Dans un board, ces différences de focalisation entre investisseurs seed, A, B créent des tensions productives, mais l’objectif reste d’aboutir à une position commune vis-à-vis des fondateurs. L’obsession de XAnge est que le board apparaisse cohérent, même lorsque les sensibilités divergent.

L’organisation interne: diversité culturelle et présence locale

XAnge a structuré son déploiement européen en combinant présence locale et diversité culturelle au sein des équipes. En Allemagne, une équipe de quatre personnes est dirigée par Valérie Bures, ancienne CEO de startup VC-backed. Cette équipe porte la verticale climat/énergie et agit comme point d’entrée local sur le marché allemand.

À Bruxelles, un professionnel dédié prend en charge le scouting sur la scène belge, très active en software, space et biotech.

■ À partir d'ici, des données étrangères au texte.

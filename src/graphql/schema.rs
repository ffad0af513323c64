use async_graphql::*;
use axum::http::Method;
use uuid::Uuid;

use crate::api::context::RequestContext;
use crate::config::AuthConfig;
use crate::db::Users;
use crate::errors::AppError;
use crate::graphql::errors::{graphql_error, InvalidId};
use crate::graphql::types::*;
use crate::models::user::{validate_name, DEMO_USER_ID};

/// The request context attached by the HTTP handler, or a fresh one when the
/// schema is executed directly
fn request_context(ctx: &Context<'_>) -> RequestContext {
    ctx.data_opt::<RequestContext>()
        .cloned()
        .unwrap_or_else(|| RequestContext::new(&Method::POST, "/graphql"))
}

/// GraphQL Query root
pub struct Query;

#[Object]
impl Query {
    /// All users
    async fn get_users(&self, ctx: &Context<'_>) -> Result<Vec<UserType>> {
        let request = request_context(ctx);
        let users = ctx.data::<Users>()?;

        let users = users
            .list_users()
            .await
            .map_err(|e| graphql_error(&request, e.into()))?;

        Ok(users.into_iter().map(UserType::from).collect())
    }

    /// Get a user by ID
    async fn user(&self, ctx: &Context<'_>, id: ID) -> Result<UserType> {
        let request = request_context(ctx);
        let users = ctx.data::<Users>()?;

        let user_id = Uuid::parse_str(&id.0)
            .map_err(|_| graphql_error(&request, AppError::public(InvalidId(id.0.clone()))))?;

        let user = users
            .get_user(user_id)
            .await
            .map_err(|e| graphql_error(&request, e.into()))?;

        Ok(user.into())
    }
}

/// GraphQL Mutation root
pub struct Mutation;

#[Object]
impl Mutation {
    /// Rename the requesting user. Without auth this is the demo user.
    async fn update_user(&self, ctx: &Context<'_>, name: String) -> Result<UserType> {
        let request = request_context(ctx);
        let users = ctx.data::<Users>()?;
        let auth = ctx.data::<AuthConfig>()?;

        let user_id = if auth.enabled {
            // No HTTP response to attach a challenge to, so report it as public
            request
                .require_user()
                .map_err(|e| graphql_error(&request, AppError::public(e)))?
        } else {
            request.user_id.unwrap_or(DEMO_USER_ID)
        };

        validate_name(&name).map_err(|e| graphql_error(&request, e.into()))?;

        let user = users
            .update_user_name(user_id, name.trim())
            .await
            .map_err(|e| graphql_error(&request, e.into()))?;

        Ok(user.into())
    }
}

/// GraphQL schema type
pub type GraphQLSchema = Schema<Query, Mutation, EmptySubscription>;

/// Create a new GraphQL schema backed by the given user store
pub fn create_schema(users: Users, auth: AuthConfig) -> GraphQLSchema {
    Schema::build(Query, Mutation, EmptySubscription)
        .data(users)
        .data(auth)
        .finish()
}

#[cfg(test)]
mod tests {
    use super::*;
    use crate::db::{MemoryUserRepository, UserRepository};
    use crate::models::user::User;
    use async_trait::async_trait;
    use serde_json::{json, Value};
    use std::sync::Arc;

    struct BrokenRepository;

    #[async_trait]
    impl UserRepository for BrokenRepository {
        async fn create_user(&self, _user: &User) -> anyhow::Result<()> {
            anyhow::bail!("connection refused")
        }

        async fn get_user(&self, _id: Uuid) -> anyhow::Result<User> {
            anyhow::bail!("connection refused")
        }

        async fn list_users(&self) -> anyhow::Result<Vec<User>> {
            anyhow::bail!("connection refused")
        }

        async fn update_user_name(&self, _id: Uuid, _name: &str) -> anyhow::Result<User> {
            anyhow::bail!("connection refused")
        }

        async fn test_connection(&self) -> anyhow::Result<()> {
            anyhow::bail!("connection refused")
        }

        fn backend_name(&self) -> &'static str {
            "broken"
        }
    }

    fn demo_schema() -> GraphQLSchema {
        create_schema(
            Arc::new(MemoryUserRepository::with_demo_user()),
            AuthConfig::default(),
        )
    }

    fn auth_schema() -> GraphQLSchema {
        create_schema(
            Arc::new(MemoryUserRepository::with_demo_user()),
            AuthConfig { enabled: true },
        )
    }

    async fn run(schema: &GraphQLSchema, query: &str) -> Value {
        serde_json::to_value(schema.execute(query).await).unwrap()
    }

    #[tokio::test]
    async fn test_get_users_returns_demo_user() {
        let body = run(&demo_schema(), "{ getUsers { id name } }").await;
        assert_eq!(
            body["data"]["getUsers"],
            json!([{"id": "123e4567-e89b-12d3-a456-426655440000", "name": "Bob"}])
        );
    }

    #[tokio::test]
    async fn test_unknown_user_is_record_not_found() {
        let query = format!(r#"{{ user(id: "{}") {{ name }} }}"#, Uuid::new_v4());
        let body = run(&demo_schema(), &query).await;

        assert_eq!(body["errors"][0]["message"], "record not found");
        assert_eq!(body["errors"][0]["extensions"]["code"], 404);
    }

    #[tokio::test]
    async fn test_malformed_id_is_public_error() {
        let body = run(&demo_schema(), r#"{ user(id: "nope") { name } }"#).await;

        assert_eq!(body["errors"][0]["message"], "invalid user id");
        assert_eq!(body["errors"][0]["extensions"]["code"], 400);
    }

    #[tokio::test]
    async fn test_update_user_renames_demo_user() {
        let schema = demo_schema();
        let body = run(&schema, r#"mutation { updateUser(name: "Alice") { id name } }"#).await;
        assert_eq!(
            body["data"]["updateUser"],
            json!({"id": "123e4567-e89b-12d3-a456-426655440000", "name": "Alice"})
        );

        let body = run(&schema, "{ getUsers { name } }").await;
        assert_eq!(body["data"]["getUsers"], json!([{"name": "Alice"}]));
    }

    #[tokio::test]
    async fn test_update_user_uses_request_user() {
        let schema = demo_schema();
        let mut ctx = RequestContext::new(&Method::POST, "/graphql");
        ctx.user_id = Some(Uuid::new_v4());

        let request = Request::new(r#"mutation { updateUser(name: "Alice") { id } }"#).data(ctx);
        let body = serde_json::to_value(schema.execute(request).await).unwrap();
        assert_eq!(body["errors"][0]["message"], "record not found");
    }

    #[tokio::test]
    async fn test_update_user_requires_user_when_auth_enabled() {
        let body = run(&auth_schema(), r#"mutation { updateUser(name: "Alice") { id } }"#).await;

        assert_eq!(body["errors"][0]["message"], "unauthorized");
        assert_eq!(body["errors"][0]["extensions"]["code"], 401);
        assert_eq!(
            body["errors"][0]["extensions"]["details"],
            json!(["missing bearer token"])
        );
    }

    #[tokio::test]
    async fn test_update_user_with_authenticated_user() {
        let schema = auth_schema();
        let mut ctx = RequestContext::new(&Method::POST, "/graphql");
        ctx.user_id = Some(DEMO_USER_ID);

        let request = Request::new(r#"mutation { updateUser(name: "Alice") { name } }"#).data(ctx);
        let body = serde_json::to_value(schema.execute(request).await).unwrap();
        assert_eq!(body["data"]["updateUser"], json!({"name": "Alice"}));
    }

    #[tokio::test]
    async fn test_update_user_rejects_empty_name() {
        let body = run(&demo_schema(), r#"mutation { updateUser(name: " ") { id } }"#).await;

        assert_eq!(body["errors"][0]["message"], "validation failed");
        assert_eq!(body["errors"][0]["extensions"]["code"], 4000);
        assert_eq!(
            body["errors"][0]["extensions"]["details"],
            json!(["name is required"])
        );
    }

    #[tokio::test]
    async fn test_internal_errors_are_masked() {
        let schema = create_schema(Arc::new(BrokenRepository), AuthConfig::default());
        let body = run(&schema, "{ getUsers { id } }").await;

        assert_eq!(body["errors"][0]["message"], "internal error");
        assert_eq!(body["errors"][0]["extensions"]["code"], 500);
        assert!(!body.to_string().contains("connection refused"));
    }
}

Des profils franco-américains ou franco-anglais complètent le dispositif, tournés vers les États-Unis et capables de faire le lien avec des benchmarks internationaux, notamment sur la cybersécurité, les semiconducteurs ou la robotique.

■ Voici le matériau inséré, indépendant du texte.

use anyhow::{Context, Result};
use std::env;
use std::path::{Path, PathBuf};
use std::str::FromStr;
use std::time::Duration;

#[derive(Debug, Clone)]
pub struct Config {
    pub server: ServerConfig,
    pub cors: CorsConfig,
    pub graphql: GraphQLConfig,
    pub auth: AuthConfig,
    pub database: DatabaseConfig,
}

#[derive(Debug, Clone)]
pub struct ServerConfig {
    pub host: String,
    pub port: u16,
    /// How long in-flight requests get to finish after a shutdown signal
    pub close_timeout_seconds: u64,
}

#[derive(Debug, Clone, Default)]
pub struct CorsConfig {
    pub enabled: bool,
    pub debug: bool,
    pub allowed_origins: Vec<String>,
}

#[derive(Debug, Clone, Default)]
pub struct GraphQLConfig {
    pub playground: bool,
    pub log_queries: bool,
}

#[derive(Debug, Clone, Default)]
pub struct AuthConfig {
    /// Require a bearer token on every API request
    pub enabled: bool,
}

#[derive(Debug, Clone)]
pub struct DatabaseConfig {
    /// When false the server runs against the in-memory store
    pub enabled: bool,
    pub url: Option<String>,
    /// Log every SQL statement
    pub log: bool,
    pub max_connections: u32,
    pub acquire_timeout_ms: u64,
    pub migrations_folder: Option<PathBuf>,
}

impl Config {
    /// Load `.env` if present, then read the environment
    pub fn from_env() -> Result<Self> {
        dotenvy::dotenv().ok();
        Self::from_lookup(|key| env::var(key).ok())
    }

    /// Load the given env file, then read the environment
    pub fn from_file(path: &Path) -> Result<Self> {
        dotenvy::from_path(path)
            .with_context(|| format!("Failed to load config file {}", path.display()))?;
        Self::from_lookup(|key| env::var(key).ok())
    }

    /// Build a config from any key/value source
    pub fn from_lookup(lookup: impl Fn(&str) -> Option<String>) -> Result<Self> {
        let get = |key: &str, default: &str| lookup(key).unwrap_or_else(|| default.to_string());

        let database_enabled = parse(&get("DATABASE_ENABLED", "false"), "DATABASE_ENABLED")?;
        let database_url = lookup("DATABASE_URL").filter(|url| !url.is_empty());
        if database_enabled && database_url.is_none() {
            anyhow::bail!("DATABASE_URL must be set when DATABASE_ENABLED=true");
        }

        Ok(Config {
            server: ServerConfig {
                host: get("SERVER_HOST", "0.0.0.0"),
                port: parse(&get("SERVER_PORT", "8080"), "SERVER_PORT")?,
                close_timeout_seconds: parse(
                    &get("SERVER_CLOSE_TIMEOUT_SECONDS", "10"),
                    "SERVER_CLOSE_TIMEOUT_SECONDS",
                )?,
            },
            cors: CorsConfig {
                enabled: parse(&get("CORS_ENABLED", "false"), "CORS_ENABLED")?,
                debug: parse(&get("CORS_DEBUG", "false"), "CORS_DEBUG")?,
                allowed_origins: split_list(&get("CORS_ALLOWED_ORIGINS", "")),
            },
            graphql: GraphQLConfig {
                playground: parse(&get("GRAPHQL_PLAYGROUND", "false"), "GRAPHQL_PLAYGROUND")?,
                log_queries: parse(&get("GRAPHQL_LOG_QUERIES", "false"), "GRAPHQL_LOG_QUERIES")?,
            },
            auth: AuthConfig {
                enabled: parse(&get("AUTH_ENABLED", "false"), "AUTH_ENABLED")?,
            },
            database: DatabaseConfig {
                enabled: database_enabled,
                url: database_url,
                log: parse(&get("DATABASE_LOG", "false"), "DATABASE_LOG")?,
                max_connections: parse(
                    &get("DATABASE_MAX_CONNECTIONS", "10"),
                    "DATABASE_MAX_CONNECTIONS",
                )?,
                acquire_timeout_ms: parse(
                    &get("DATABASE_ACQUIRE_TIMEOUT_MS", "30000"),
                    "DATABASE_ACQUIRE_TIMEOUT_MS",
                )?,
                migrations_folder: lookup("DATABASE_MIGRATIONS_FOLDER")
                    .filter(|folder| !folder.is_empty())
                    .map(PathBuf::from),
            },
        })
    }

    pub fn server_address(&self) -> String {
        format!("{}:{}", self.server.host, self.server.port)
    }

    pub fn close_timeout(&self) -> Duration {
        Duration::from_secs(self.server.close_timeout_seconds)
    }
}

fn parse<T>(value: &str, key: &str) -> Result<T>
where
    T: FromStr,
    T::Err: std::error::Error + Send + Sync + 'static,
{
    value
        .trim()
        .parse()
        .with_context(|| format!("{key} has an invalid value: {value:?}"))
}

fn split_list(value: &str) -> Vec<String> {
    value
        .split(',')
        .map(str::trim)
        .filter(|item| !item.is_empty())
        .map(str::to_string)
        .collect()
}

#[cfg(test)]
mod tests {
    use super::*;
    use std::collections::HashMap;

    fn config_from(pairs: &[(&str, &str)]) -> Result<Config> {
        let vars: HashMap<String, String> = pairs
            .iter()
            .map(|(k, v)| (k.to_string(), v.to_string()))
            .collect();
        Config::from_lookup(|key| vars.get(key).cloned())
    }

    #[test]
    fn test_defaults() {
        let config = config_from(&[]).unwrap();

        assert_eq!(config.server_address(), "0.0.0.0:8080");
        assert_eq!(config.close_timeout(), Duration::from_secs(10));
        assert!(!config.cors.enabled);
        assert!(config.cors.allowed_origins.is_empty());
        assert!(!config.graphql.playground);
        assert!(!config.auth.enabled);
        assert!(!config.database.enabled);
        assert_eq!(config.database.max_connections, 10);
        assert!(config.database.migrations_folder.is_none());
    }

    #[test]
    fn test_overrides() {
        let config = config_from(&[
            ("SERVER_HOST", "127.0.0.1"),
            ("SERVER_PORT", "3000"),
            ("CORS_ENABLED", "true"),
            ("CORS_ALLOWED_ORIGINS", "http://a.test, http://b.test,"),
            ("GRAPHQL_PLAYGROUND", "true"),
            ("AUTH_ENABLED", "true"),
            ("DATABASE_ENABLED", "true"),
            ("DATABASE_URL", "postgres://localhost/demo"),
            ("DATABASE_MIGRATIONS_FOLDER", "./migrations"),
        ])
        .unwrap();

        assert_eq!(config.server_address(), "127.0.0.1:3000");
        assert_eq!(
            config.cors.allowed_origins,
            vec!["http://a.test".to_string(), "http://b.test".to_string()]
        );
        assert!(config.graphql.playground);
        assert!(config.auth.enabled);
        assert_eq!(
            config.database.url.as_deref(),
            Some("postgres://localhost/demo")
        );
        assert_eq!(
            config.database.migrations_folder,
            Some(PathBuf::from("./migrations"))
        );
    }

    #[test]
    fn test_database_url_required_when_enabled() {
        let err = config_from(&[("DATABASE_ENABLED", "true")]).unwrap_err();
        assert!(err.to_string().contains("DATABASE_URL"));
    }

    #[test]
    fn test_invalid_value_names_variable() {
        let err = config_from(&[("SERVER_PORT", "eighty")]).unwrap_err();
        assert!(err.to_string().contains("SERVER_PORT"));
    }
}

L’anglais s’est imposé comme langue de travail commune, ce qui facilite la circulation de l’information et l’intégration des différentes cultures au sein du partnership.

Études de cas: Odoo, Aerospace Lab, Treefrog Therapeutics

Plusieurs exemples concrets viennent illustrer la thèse XAnge.

Odoo, tout d’abord, que Cyril Bertrand qualifie de trajectoire “hors du commun”. Lors de l’investissement initial, en 2014, la société était déjà largement connue des développeurs et utilisateurs, mais le pari reposait sur la confiance accordée à Fabien Pinckaers, fondateur au profil très singulier, avec une vision propre de son entreprise et de son absence d’exit à court terme.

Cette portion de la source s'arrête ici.